I want to create a word document from an HTML page. I am planning to get the values on the HTML page and then pass these values to a document template. I have used JSOUP to
JODReports and Docmosis might also be useful options for you since there is template populate and Doc output. If DOCX is your real target, then you can write out the document yourself since the XML is published - but that is a lot of work.
i suggest you use xslt, because your data is already in xml-format and there are well defined xml-formats from microsoft.

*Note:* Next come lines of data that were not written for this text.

//! 宿主事件循环的抽象接口。
//! The host event loop abstraction.
//!
//! The client never multiplexes I/O itself. It only asks the host loop to
//! watch a descriptor, arm one-shot timers and run callbacks on the next
//! iteration. Two implementations ship with the crate: [`TokioReactor`] for
//! production use inside a tokio `LocalSet` (see [`tokio_loop::run_local`]),
//! and [`ManualReactor`], a deterministic virtual-clock loop for tests.
//!
//! 客户端从不自行多路复用I/O，它只请求宿主循环监视描述符、设置一次性定时器以及在
//! 下一次迭代中运行回调。

use crate::error::Result;
use std::{fmt, os::fd::RawFd, rc::Rc, time::Duration};

pub mod manual;
pub mod tokio_loop;

pub use manual::ManualReactor;
pub use tokio_loop::TokioReactor;

/// The readiness a watch is currently interested in.
/// 监视当前关注的就绪类型。
#[derive(Debug, Clone, Copy, PartialEq, Eq)]
pub enum Interest {
    Readable,
    Writable,
}

/// The readiness delivered to a watch handler.
/// 传递给监视处理器的就绪事件。
#[derive(Debug, Clone, Copy, PartialEq, Eq)]
pub enum Readiness {
    Readable,
    Writable,
}

impl Interest {
    pub(crate) fn readiness(self) -> Readiness {
        match self {
            Interest::Readable => Readiness::Readable,
            Interest::Writable => Readiness::Writable,
        }
    }
}

/// Identifies a descriptor watch registered with an [`EventLoop`].
#[derive(Debug, Clone, Copy, PartialEq, Eq, Hash, PartialOrd, Ord)]
pub struct WatchId(pub(crate) u64);

/// Identifies a one-shot timer registered with an [`EventLoop`].
#[derive(Debug, Clone, Copy, PartialEq, Eq, Hash, PartialOrd, Ord)]
pub struct TimerId(pub(crate) u64);

impl fmt::Display for WatchId {
    fn fmt(&self, f: &mut fmt::Formatter<'_>) -> fmt::Result {
        write!(f, "watch#{}", self.0)
    }
}

impl fmt::Display for TimerId {
    fn fmt(&self, f: &mut fmt::Formatter<'_>) -> fmt::Result {
        write!(f, "timer#{}", self.0)
    }
}

/// Called each time a watched descriptor becomes ready.
pub type WatchHandler = Box<dyn FnMut(Readiness)>;

/// A callback run once by a timer or on the next loop iteration.
pub type Callback = Box<dyn FnOnce()>;

/// The primitives the client consumes from the host event loop.
///
/// All methods take `&self`: an implementation is shared through [`Reactor`]
/// and is re-entered from inside its own callbacks (a watch handler routinely
/// unwatches itself or arms a new timer), so implementations must never hold
/// an internal borrow while invoking a callback.
///
/// 客户端从宿主事件循环中使用的原语。
/// 所有方法都接受 `&self`：实现通过 [`Reactor`] 共享，并会在自身回调中被重入，
/// 因此实现在调用回调时绝不能持有内部借用。
pub trait EventLoop {
    /// Returns `true` while the loop is running and can deliver callbacks.
    /// 当循环正在运行并能够分发回调时返回 `true`。
    fn is_running(&self) -> bool;

    /// Starts watching `fd` for `interest`, calling `handler` on each readiness.
    /// 开始监视 `fd` 的 `interest` 就绪，每次就绪时调用 `handler`。
    fn watch(&self, fd: RawFd, interest: Interest, handler: WatchHandler) -> Result<WatchId>;

    /// Switches an existing watch to a different interest.
    /// 将现有监视切换到不同的关注类型。
    fn set_interest(&self, watch: WatchId, interest: Interest);

    /// Stops a watch. Unknown or already removed ids are ignored.
    /// 停止监视。未知或已移除的ID会被忽略。
    fn unwatch(&self, watch: WatchId);

    /// Arms a one-shot timer.
    /// 设置一次性定时器。
    fn add_timer(&self, after: Duration, callback: Callback) -> TimerId;

    /// Cancels a timer. Cancelling a fired or unknown timer is a no-op.
    /// 取消定时器。取消已触发或未知的定时器不做任何操作。
    fn cancel_timer(&self, timer: TimerId);

    /// Runs `callback` on the next loop iteration, after the current call stack unwinds.
    /// 在下一次循环迭代中（当前调用栈展开之后）运行 `callback`。
    fn next_tick(&self, callback: Callback);
}

/// A shared handle to the host event loop.
/// 宿主事件循环的共享句柄。
pub type Reactor = Rc<dyn EventLoop>;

You could write a document template with word and save it in xml-format. Then you can convert the word-xml to a xsl-template with your html-xml as input. After the xslt-transformation you have a valid word-xml with your dynamic values from the html-xml.
XSLT example for excel
<?xml version="1.0" encoding="UTF-8" ?>
<xsl:stylesheet xmlns:xsl="http://www.w3.org/1999/XSL/Transform" version="2.0">
<xsl:output method="xml" encoding="UTF-8" omit-xml-declaration="no" />
<xsl:template match="/">
<Workbook xmlns="urn:schemas-microsoft-com:office:spreadsheet" xmlns:o="urn:schemas-microsoft-com:office:office"
xmlns:x="urn:schemas-microsoft-com:office:excel" xmlns:ss="urn:schemas-microsoft-com:office:spreadsheet"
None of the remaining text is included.